[Records shown Boundary: Start]

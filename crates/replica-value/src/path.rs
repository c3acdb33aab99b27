//! Field paths for addressing inside a value graph
//!
//! Provides [`FieldPath`] for dotted addressing of fields and list slots.

use std::fmt::{self, Display, Formatter};
use std::str::FromStr;

/// Path from a root value to one of its reachable slots
///
/// Each segment is either a field name (when the current value is a node)
/// or a decimal index (when the current value is a list or bag).
///
/// # Examples
/// - `["office", "suite"]` → `office.suite`
/// - `["phones", "0"]` → `phones.0`
#[derive(Debug, Clone, PartialEq, Eq, PartialOrd, Ord, Hash)]
pub struct FieldPath(Vec<String>);

impl FieldPath {
    /// Create new path from segments
    #[inline]
    #[must_use]
    pub fn new(segments: Vec<String>) -> Self {
        Self(segments)
    }

    /// Create path from a single segment
    #[inline]
    #[must_use]
    pub fn single(segment: impl Into<String>) -> Self {
        Self(vec![segment.into()])
    }

    /// Empty path (the root value itself)
    #[inline]
    #[must_use]
    pub fn root() -> Self {
        Self(Vec::new())
    }

    /// Get path segments
    #[inline]
    #[must_use]
    pub fn segments(&self) -> &[String] {
        &self.0
    }

    /// Get number of segments
    #[inline]
    #[must_use]
    pub fn len(&self) -> usize {
        self.0.len()
    }

    /// Check if path is empty (root)
    #[inline]
    #[must_use]
    pub fn is_empty(&self) -> bool {
        self.0.is_empty()
    }

    /// Prefix of the first `len` segments
    #[inline]
    #[must_use]
    pub fn prefix(&self, len: usize) -> Self {
        Self(self.0[..len.min(self.0.len())].to_vec())
    }

    /// Iterator over segments from root to leaf
    #[inline]
    pub fn iter(&self) -> impl Iterator<Item = &str> {
        self.0.iter().map(String::as_str)
    }
}

/// Interpret a segment as a list index
#[inline]
pub(crate) fn parse_index(segment: &str) -> Option<usize> {
    if segment.is_empty() || !segment.bytes().all(|b| b.is_ascii_digit()) {
        return None;
    }
    segment.parse().ok()
}

impl Display for FieldPath {
    fn fmt(&self, f: &mut Formatter<'_>) -> fmt::Result {
        if self.0.is_empty() {
            return write!(f, "<root>");
        }
        write!(f, "{}", self.0.join("."))
    }
}

impl FromStr for FieldPath {
    type Err = PathError;

    fn from_str(s: &str) -> Result<Self, Self::Err> {
        if s.is_empty() {
            return Ok(Self::root());
        }

        let segments: Vec<String> = s
            .split('.')
            .map(|seg| {
                if seg.is_empty() {
                    Err(PathError::EmptySegment)
                } else if seg.contains(|c: char| !c.is_alphanumeric() && c != '_') {
                    Err(PathError::InvalidSegment(seg.to_string()))
                } else {
                    Ok(seg.to_string())
                }
            })
            .collect::<Result<_, _>>()?;

        Ok(Self(segments))
    }
}

/// Errors raised while parsing or resolving a field path
#[derive(Debug, Clone, PartialEq, Eq, thiserror::Error)]
pub enum PathError {
    /// Empty segment in path
    #[error("path contains empty segment")]
    EmptySegment,

    /// Invalid segment characters
    #[error("invalid segment: {0} (must be alphanumeric or underscore)")]
    InvalidSegment(String),

    /// The root itself cannot be the target of an assignment
    #[error("path is empty")]
    EmptyPath,

    /// Named field does not exist on the node
    #[error("no field '{field}' on node at '{at}'")]
    MissingField {
        /// Path of the value where resolution stopped
        at: FieldPath,

        /// Field name that was looked up
        field: String,
    },

    /// Segment used on a collection is not a valid index
    #[error("segment '{segment}' at '{at}' is not a collection index")]
    NotAnIndex {
        /// Path of the value where resolution stopped
        at: FieldPath,

        /// Offending segment
        segment: String,
    },

    /// Index outside the collection bounds
    #[error("index {index} out of bounds at '{at}' (len {len})")]
    IndexOutOfBounds {
        /// Path of the value where resolution stopped
        at: FieldPath,

        /// Requested index
        index: usize,

        /// Collection length
        len: usize,
    },

    /// Value at the path is a leaf and cannot be descended into
    #[error("cannot descend into {kind} at '{at}'")]
    NotAContainer {
        /// Path of the value where resolution stopped
        at: FieldPath,

        /// Kind of the leaf value
        kind: &'static str,
    },
}
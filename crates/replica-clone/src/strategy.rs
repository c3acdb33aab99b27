//! Clone strategy trait and strategy selection
//!
//! Provides the [`CloneStrategy`] trait implemented by the structural and
//! serialization engines.

use crate::codec::JsonCodec;
use crate::config::CloneConfig;
use crate::error::CloneError;
use crate::serialization::SerializationCloner;
use crate::structural::StructuralCloner;
use replica_value::Value;
use serde::{Deserialize, Serialize};
use std::sync::Arc;

/// Deep clone strategy
///
/// # Contract
/// - The returned value shares no node with `root`
/// - Equal sources give deep-equal clones (identities differ)
/// - On error, `root` is untouched and nothing partial is returned
pub trait CloneStrategy: Send + Sync + std::fmt::Debug {
    /// Produce an independent deep copy of `root`
    ///
    /// # Errors
    /// Returns [`CloneError`] if the graph cannot be copied under this strategy
    fn clone_value(&self, root: &Value) -> Result<Value, CloneError>;

    /// How faithfully the strategy reproduces graph shape
    fn fidelity(&self) -> Fidelity;

    /// Strategy name (for logging/configuration)
    fn name(&self) -> &'static str;
}

/// Graph-shape fidelity of a strategy
#[derive(Debug, Clone, Copy, PartialEq, Eq)]
pub enum Fidelity {
    /// Shared references stay shared and cycles are reproduced
    Graph,

    /// Shared references are duplicated and cycles are rejected
    Tree,
}

impl Fidelity {
    /// Check if shared references survive cloning
    #[inline]
    #[must_use]
    pub fn preserves_sharing(&self) -> bool {
        matches!(self, Self::Graph)
    }
}

/// Built-in strategies, selectable from configuration
#[derive(Debug, Clone, Copy, PartialEq, Eq, Default, Serialize, Deserialize)]
#[serde(rename_all = "snake_case")]
pub enum StrategyKind {
    /// Node-by-node traversal with a cycle guard
    #[default]
    Structural,

    /// Encode/decode round trip through [`JsonCodec`]
    Serialization,
}

impl StrategyKind {
    /// Instantiate the strategy with `config`
    #[must_use]
    pub fn build(self, config: &CloneConfig) -> Arc<dyn CloneStrategy> {
        match self {
            Self::Structural => Arc::new(StructuralCloner::with_config(config.clone())),
            Self::Serialization => Arc::new(SerializationCloner::new(JsonCodec::with_config(
                config.clone(),
            ))),
        }
    }

    /// Strategy name as used in configuration
    #[must_use]
    pub fn name(self) -> &'static str {
        match self {
            Self::Structural => "structural",
            Self::Serialization => "serialization",
        }
    }
}
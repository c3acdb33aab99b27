//! Replica Clone Engines
//!
//! Deep cloning of value graphs through two interchangeable strategies.
//!
//! # Core Concepts
//!
//! - [`CloneStrategy`]: Core trait for deep clone strategies
//! - [`StructuralCloner`]: Node-by-node rebuild; keeps shared references
//!   shared and reproduces cycles via a per-call [`CycleGuard`]
//! - [`SerializationCloner`]: `decode(encode(v))` through a [`Codec`];
//!   duplicates shared references and rejects cycles
//! - [`CloneConfig`]: Resource ceilings and dropped-field policy
//!
//! For acyclic graphs without transient fields both strategies produce
//! deep-equal results. They diverge on sharing (structural keeps it,
//! serialization duplicates) and on cycles (structural reproduces them,
//! serialization fails with [`CloneError::CyclicStructureUnsupported`]).
//!
//! # Example
//!
//! ```rust
//! use replica_clone::{CloneStrategy, StructuralCloner};
//! use replica_value::{deep_equal, Composite, Value};
//!
//! let original: Value = Composite::new("point").with("x", 1).with("y", 2).into();
//! let copy = StructuralCloner::new().clone_value(&original).unwrap();
//!
//! assert!(deep_equal(&original, &copy));
//! copy.as_node().unwrap().set("x", 10);
//! assert_eq!(original.as_node().unwrap().get("x").unwrap().as_int(), Some(1));
//! ```

#![warn(missing_docs)]
#![warn(unreachable_pub)]

mod codec;
mod config;
mod error;
mod guard;
mod serialization;
mod strategy;
mod structural;

// Re-exports
pub use codec::{Codec, JsonCodec};
pub use config::{CloneConfig, DroppedFieldPolicy, DEFAULT_MAX_DEPTH, DEFAULT_MAX_NODES};
pub use error::{CloneError, CodecError, ConfigError, Resource};
pub use guard::CycleGuard;
pub use serialization::SerializationCloner;
pub use strategy::{CloneStrategy, Fidelity, StrategyKind};
pub use structural::StructuralCloner;

/// Version of this crate
pub const VERSION: &str = env!("CARGO_PKG_VERSION");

[Records shown Boundary: End]

### Your objective
Return the lines from the line containing "keeps shared references" to the end of the entries above, exactly as they appear and with no other output.

### Reply to the exercise
//! - [`StructuralCloner`]: Node-by-node rebuild; keeps shared references
//!   shared and reproduces cycles via a per-call [`CycleGuard`]
//! - [`SerializationCloner`]: `decode(encode(v))` through a [`Codec`];
//!   duplicates shared references and rejects cycles
//! - [`CloneConfig`]: Resource ceilings and dropped-field policy
//!
//! For acyclic graphs without transient fields both strategies produce
//! deep-equal results. They diverge on sharing (structural keeps it,
//! serialization duplicates) and on cycles (structural reproduces them,
//! serialization fails with [`CloneError::CyclicStructureUnsupported`]).
//!
//! # Example
//!
//! ```rust
//! use replica_clone::{CloneStrategy, StructuralCloner};
//! use replica_value::{deep_equal, Composite, Value};
//!
//! let original: Value = Composite::new("point").with("x", 1).with("y", 2).into();
//! let copy = StructuralCloner::new().clone_value(&original).unwrap();
//!
//! assert!(deep_equal(&original, &copy));
//! copy.as_node().unwrap().set("x", 10);
//! assert_eq!(original.as_node().unwrap().get("x").unwrap().as_int(), Some(1));
//! ```

#![warn(missing_docs)]
#![warn(unreachable_pub)]

mod codec;
mod config;
mod error;
mod guard;
mod serialization;
mod strategy;
mod structural;

// Re-exports
pub use codec::{Codec, JsonCodec};
pub use config::{CloneConfig, DroppedFieldPolicy, DEFAULT_MAX_DEPTH, DEFAULT_MAX_NODES};
pub use error::{CloneError, CodecError, ConfigError, Resource};
pub use guard::CycleGuard;
pub use serialization::SerializationCloner;
pub use strategy::{CloneStrategy, Fidelity, StrategyKind};
pub use structural::StructuralCloner;

/// Version of this crate
pub const VERSION: &str = env!("CARGO_PKG_VERSION");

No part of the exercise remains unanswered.